Toward Self-Consciousness

The Force and Understanding chapter of Hegel’s Phenomenology concludes with two sections I find particularly difficult.

In the first, the supersensible in comparison with the world of appearances is treated as a sort of “inverted world” where negation and universality rather than concrete form play the main role in intelligibility as law. The subsequent return to the world of appearances that explains it as law-governed and takes us back to positive things again is then described as a “second inversion”.

According to Harris in his commentary, Hegel wants to establish that the formal necessity of mathematics is insufficient to account for the rationality of experience. The Understanding wants to explain everything in terms of force, including the Understanding itself. All the movement of explanation is in the Understanding. Hegel argues that the explanation of necessity in the world turns out to presuppose free activity in the Understanding. The fixing of distinctions Hegel meanwhile associates with sensuous representation as distinct from the supersensible.

In the second, what Hegel wants to call a kind of infinity emerges from Understanding’s looking at the world of appearances as a law-governed but constantly moving and restless whole that is unconditioned by anything other than itself.

Harris notes that this infinity is a result. Because infinity or the absolute is a result rather than a starting point, Hegel is able to say that the old neoplatonic problem of how the Many emerge from the One does not arise for him. Harris says Hegel is here making an Aristotelian response to Plotinus.

“Our approach to this problem has shown that Unity and Multiplicity are logically internal to one another, that the real Infinite must embrace the finite because the Infinite is precisely the raising of finitude to Infinity. This is how we can express the significance of the ‘second inversion’ in the speculative-theological terminology of finite and Infinite” (Hegel’s Ladder I, p. 303).

Because the Understanding wants to explain everything and everything includes itself, its own momentum pushes it toward self-consciousness. At this stage, what Hegel will call the Concept with a capital “C” — which will become the new continuum, folded upon itself, between subject and object, that displaces the substantiality of both in their separate forms — has yet to emerge. Hegel says that for the Understanding, what plays the role of the Concept is the Understanding itself.

Harris says “The human desire to know — to understand the situation we are in — is the most primitive way in which the Absolute is with us from the start…. The world of which the true Infinite really is the ‘soul’ is the world of our quest for the absolute truth. Our quest itself is the ‘spirit’ — the self-consciousness — of that living soul…. The understanding intelligence is the self-consciousness of the unconditioned universal that it contemplates.”

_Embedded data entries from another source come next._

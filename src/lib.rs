//! Splitify - personal expense tracker
//!
//! Records daily expenses in a local SQLite database and offers three views
//! over the full record set: a history table, a category distribution chart,
//! and on-demand analytics (a two-day spending forecast plus rule-based
//! suggestions). Both a one-shot CLI and a ratatui dashboard sit on top.
//!
//! # Architecture
//!
//! - `config`: Path resolution and user settings
//! - `error`: Custom error types
//! - `logging`: tracing subscriber setup
//! - `models`: Expense records, categories and amount formatting
//! - `storage`: SQLite expense repository
//! - `analytics`: Forecast and suggestions
//! - `reports`: Category distribution chart
//! - `services`: Input parsing and validation before storage
//! - `display`: Plain-text rendering for the CLI
//! - `cli`: CLI command handlers
//! - `tui`: Interactive dashboard
//!
//! # Example
//!
//! ```rust,ignore
//! use splitify::config::paths::SplitifyPaths;
//! use splitify::storage::Storage;
//! use splitify::analytics::forecast_next_two_days;
//!
//! let storage = Storage::new(SplitifyPaths::new()?)?;
//! storage.initialize()?;
//! let forecast = forecast_next_two_days(&storage.expenses.fetch_all()?);
//! ```

pub mod analytics;
pub mod cli;
pub mod config;
pub mod display;
pub mod error;
pub mod logging;
pub mod models;
pub mod reports;
pub mod services;
pub mod storage;
pub mod tui;

pub use error::{SplitifyError, SplitifyResult};
//! Expense CLI commands
//!
//! `add` records one expense, `list` prints the full history.

use chrono::Local;
use clap::Args;

use crate::config::settings::Settings;
use crate::display::format_expense_table;
use crate::error::SplitifyResult;
use crate::models::format_amount;
use crate::services::{parse_new_expense, ExpenseService, INPUT_DATE_FORMAT};
use crate::storage::Storage;

/// Arguments for `splitify add`
#[derive(Args, Debug)]
pub struct AddArgs {
    /// Category (Food, Transport, Entertainment, Shopping, Bills, Other)
    pub category: String,

    /// Amount spent (e.g., "250" or "1,250.50")
    #[arg(allow_negative_numbers = true)]
    pub amount: String,

    /// Expense date (YYYY-MM-DD), defaults to today
    #[arg(short, long)]
    pub date: Option<String>,
}

/// Handle `splitify add`
pub fn handle_add_command(
    storage: &Storage,
    settings: &Settings,
    args: AddArgs,
) -> SplitifyResult<()> {
    let service = ExpenseService::new(storage);
    let date = args
        .date
        .unwrap_or_else(|| Local::now().date_naive().format(INPUT_DATE_FORMAT).to_string());

    let expense = parse_new_expense(&date, &args.category, &args.amount)?;
    service.add(&expense)?;

    println!("Expense added successfully!");
    println!(
        "  {}  {}  {}",
        expense.date.format(&settings.date_format),
        expense.category,
        format_amount(expense.amount, &settings.currency_symbol)
    );
    Ok(())
}

/// Handle `splitify list`
pub fn handle_list_command(storage: &Storage, settings: &Settings) -> SplitifyResult<()> {
    let records = ExpenseService::new(storage).list()?;

    println!("Expense History");
    println!(
        "{}",
        format_expense_table(&records, &settings.currency_symbol, &settings.date_format)
    );
    if !records.is_empty() {
        println!("{} expense(s)", records.len());
    }
    Ok(())
}
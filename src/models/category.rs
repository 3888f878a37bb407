//! Expense categories
//!
//! The set of categories is fixed. Storage keeps the name as TEXT, so parsing
//! back from a string is the only place an unknown value can appear.

use serde::{Deserialize, Serialize};
use std::fmt;
use std::str::FromStr;

/// Classification of an expense
#[derive(Debug, Clone, Copy, PartialEq, Eq, Hash, Serialize, Deserialize, Default)]
pub enum Category {
    #[default]
    Food,
    Transport,
    Entertainment,
    Shopping,
    Bills,
    Other,
}

impl Category {
    /// All categories in enumeration order
    pub const ALL: [Category; 6] = [
        Self::Food,
        Self::Transport,
        Self::Entertainment,
        Self::Shopping,
        Self::Bills,
        Self::Other,
    ];

    /// Get the display/storage name for this category
    pub fn as_str(&self) -> &'static str {
        match self {
            Self::Food => "Food",
            Self::Transport => "Transport",
            Self::Entertainment => "Entertainment",
            Self::Shopping => "Shopping",
            Self::Bills => "Bills",
            Self::Other => "Other",
        }
    }

    /// All categories sorted by ascending label
    pub fn by_label() -> [Category; 6] {
        let mut all = Self::ALL;
        all.sort_by_key(|c| c.as_str());
        all
    }

    /// Position in enumeration order
    pub fn index(&self) -> usize {
        Self::ALL.iter().position(|c| c == self).unwrap_or(0)
    }

    /// Next category in enumeration order (wraps around)
    pub fn next(self) -> Self {
        Self::ALL[(self.index() + 1) % Self::ALL.len()]
    }

    /// Previous category in enumeration order (wraps around)
    pub fn prev(self) -> Self {
        Self::ALL[(self.index() + Self::ALL.len() - 1) % Self::ALL.len()]
    }
}

impl fmt::Display for Category {
    fn fmt(&self, f: &mut fmt::Formatter<'_>) -> fmt::Result {
        write!(f, "{}", self.as_str())
    }
}

impl FromStr for Category {
    type Err = ParseCategoryError;

    fn from_str(s: &str) -> Result<Self, Self::Err> {
        let needle = s.trim();
        Self::ALL
            .iter()
            .copied()
            .find(|c| c.as_str().eq_ignore_ascii_case(needle))
            .ok_or_else(|| ParseCategoryError(needle.to_string()))
    }
}

/// A category name outside the fixed set
#[derive(Debug, Clone, PartialEq, Eq)]
pub struct ParseCategoryError(pub String);

impl fmt::Display for ParseCategoryError {
    fn fmt(&self, f: &mut fmt::Formatter<'_>) -> fmt::Result {
        write!(
            f,
            "Unknown category '{}'. Use one of: Food, Transport, Entertainment, Shopping, Bills, Other",
            self.0
        )
    }
}

impl std::error::Error for ParseCategoryError {}
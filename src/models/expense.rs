//! Expense records
//!
//! An `ExpenseRecord` is what storage hands back; a `NewExpense` is what the
//! interface layer builds from user input before it is written.

use chrono::NaiveDate;
use serde::{Deserialize, Serialize};
use std::fmt;

use super::category::Category;
use super::ids::ExpenseId;

/// A stored expense. Records are append-only.
#[derive(Debug, Clone, PartialEq, Serialize, Deserialize)]
pub struct ExpenseRecord {
    /// Assigned by storage, never changes
    pub id: ExpenseId,

    /// Calendar date of the expense
    pub date: NaiveDate,

    /// Expense category
    pub category: Category,

    /// Amount in currency units, never negative
    pub amount: f64,
}

impl fmt::Display for ExpenseRecord {
    fn fmt(&self, f: &mut fmt::Formatter<'_>) -> fmt::Result {
        write!(
            f,
            "#{} {} {} {:.2}",
            self.id,
            self.date.format("%Y-%m-%d"),
            self.category,
            self.amount
        )
    }
}

/// Largest amount a single expense may carry
pub const MAX_AMOUNT: f64 = 1_000_000_000_000.0;

/// An expense that has not been stored yet
#[derive(Debug, Clone, PartialEq)]
pub struct NewExpense {
    pub date: NaiveDate,
    pub category: Category,
    pub amount: f64,
}

impl NewExpense {
    pub fn new(date: NaiveDate, category: Category, amount: f64) -> Self {
        Self {
            date,
            category,
            amount,
        }
    }

    /// Validate the expense before it reaches storage
    pub fn validate(&self) -> Result<(), ExpenseValidationError> {
        if !self.amount.is_finite() {
            return Err(ExpenseValidationError::NonFiniteAmount);
        }

        if self.amount < 0.0 {
            return Err(ExpenseValidationError::NegativeAmount(self.amount));
        }

        if self.amount > MAX_AMOUNT {
            return Err(ExpenseValidationError::AmountTooLarge(self.amount));
        }

        Ok(())
    }
}

/// Validation errors for new expenses
#[derive(Debug, Clone, PartialEq)]
pub enum ExpenseValidationError {
    NegativeAmount(f64),
    NonFiniteAmount,
    AmountTooLarge(f64),
}

impl fmt::Display for ExpenseValidationError {
    fn fmt(&self, f: &mut fmt::Formatter<'_>) -> fmt::Result {
        match self {
            Self::NegativeAmount(amount) => {
                write!(f, "Amount cannot be negative (got {})", amount)
            }
            Self::NonFiniteAmount => write!(f, "Amount must be a finite number"),
            Self::AmountTooLarge(amount) => {
                write!(f, "Amount {} exceeds the maximum of {}", amount, MAX_AMOUNT)
            }
        }
    }
}

impl std::error::Error for ExpenseValidationError {}

#[cfg(test)]
mod tests {
    use super::*;

    fn date() -> NaiveDate {
        NaiveDate::from_ymd_opt(2025, 1, 15).unwrap()
    }

    #[test]
    fn test_valid_expense() {
        let expense = NewExpense::new(date(), Category::Food, 250.0);
        assert!(expense.validate().is_ok());

        let zero = NewExpense::new(date(), Category::Other, 0.0);
        assert!(zero.validate().is_ok());
    }

    #[test]
    fn test_negative_amount_rejected() {
        let expense = NewExpense::new(date(), Category::Bills, -1.0);
        assert_eq!(
            expense.validate(),
            Err(ExpenseValidationError::NegativeAmount(-1.0))
        );
    }

    #[test]
    fn test_nan_amount_rejected() {
        let expense = NewExpense::new(date(), Category::Bills, f64::NAN);
        assert_eq!(
            expense.validate(),
            Err(ExpenseValidationError::NonFiniteAmount)
        );
    }

    #[test]
    fn test_amount_above_maximum_rejected() {
        let at_max = NewExpense::new(date(), Category::Bills, MAX_AMOUNT);
        assert!(at_max.validate().is_ok());

        let huge = NewExpense::new(date(), Category::Bills, 1e308);
        assert_eq!(
            huge.validate(),
            Err(ExpenseValidationError::AmountTooLarge(1e308))
        );
    }

    #[test]
    fn test_record_display() {
        let record = ExpenseRecord {
            id: ExpenseId::new(3),
            date: date(),
            category: Category::Transport,
            amount: 42.5,
        };
        assert_eq!(record.to_string(), "#3 2025-01-15 Transport 42.50");
    }
}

“The Understanding remains naive in its self-enjoyment; it keeps positive and negative, attraction and repulsion, all separate from one another, and from itself. It knows nothing of the ‘second inversion’. But the comprehension of the necessary relation a priori of the opposite moments of all its concepts is what the Understanding is, because it moves continually from the organized appearance to its concepts, and back again” (pp. 303-304).

“The theoretical Understanding has the whole world before it as an object. In the ‘second inversion’ it becomes aware of itself as the positing activity for the whole cycle that moves from perception (the ‘play of forces’) to the natural order as ‘Law’. But now that ‘free self’ (the ‘distinguishing of the undistinguished’) actually distinguishes itself and asserts its independence, without having any consciousness of the cycle from which it has logically emerged. It will discover by experience what the Fichtean philosophical Ego cannot help knowing from the first: ‘that this distinct [self] is not distinct’. It will make this discovery many times, in different ‘shapes’, before it returns finally to the practical comprehension of its identity with the ‘Infinite'” (pp. 305-306; brackets and italics in original).

“The truth for us… is that the universal concept of Force (or Necessity) has become the universal concept of Life (or the ‘true Infinite’ as living Freedom). But if we look at what has happened from the point of view of Understanding itself, two worlds have come into being. There is the world of Necessity which the Understanding wants to construct, but can never be sure that it has successfully duplicated; and the world of its own intellectual activity. In this second world it experiences itself as a free motion. It does not know that these two worlds are moments of one Concept, which is equally the objective world and itself as intelligence. But it does know, necessarily, that it is alive and free in the world of necessity that appears to it. It still has to discover that it is identically what appears. But it knows that it is what is appeared to” (p. 307).

“[F]rom the conscious certainty that the Understanding has of its eternal truth, we have thus come back to the certainty of the peasant-wife that this farmyard and these cows are hers. We know now, why she would not come with us on our theoretical odyssey. She was the self at home in its world; and that meant that she already knew something that we were ignoring. Truth, we thought, is an absolute object. It cannot belong to anyone. Frau Bauer, on the other hand, realized that in order to know anything one must be alive” (p. 318). (Later, it will also turn out that we were right that truth cannot belong to anyone.)

“As the implications of my identification with another self-consciousness which exemplifies what I want to be are unpacked, we shall discover that the supposedly ‘supersensible’ world is the real present world that we live in; or that ‘the spirit’ is the real substantiality of our sense-experience” (p. 335).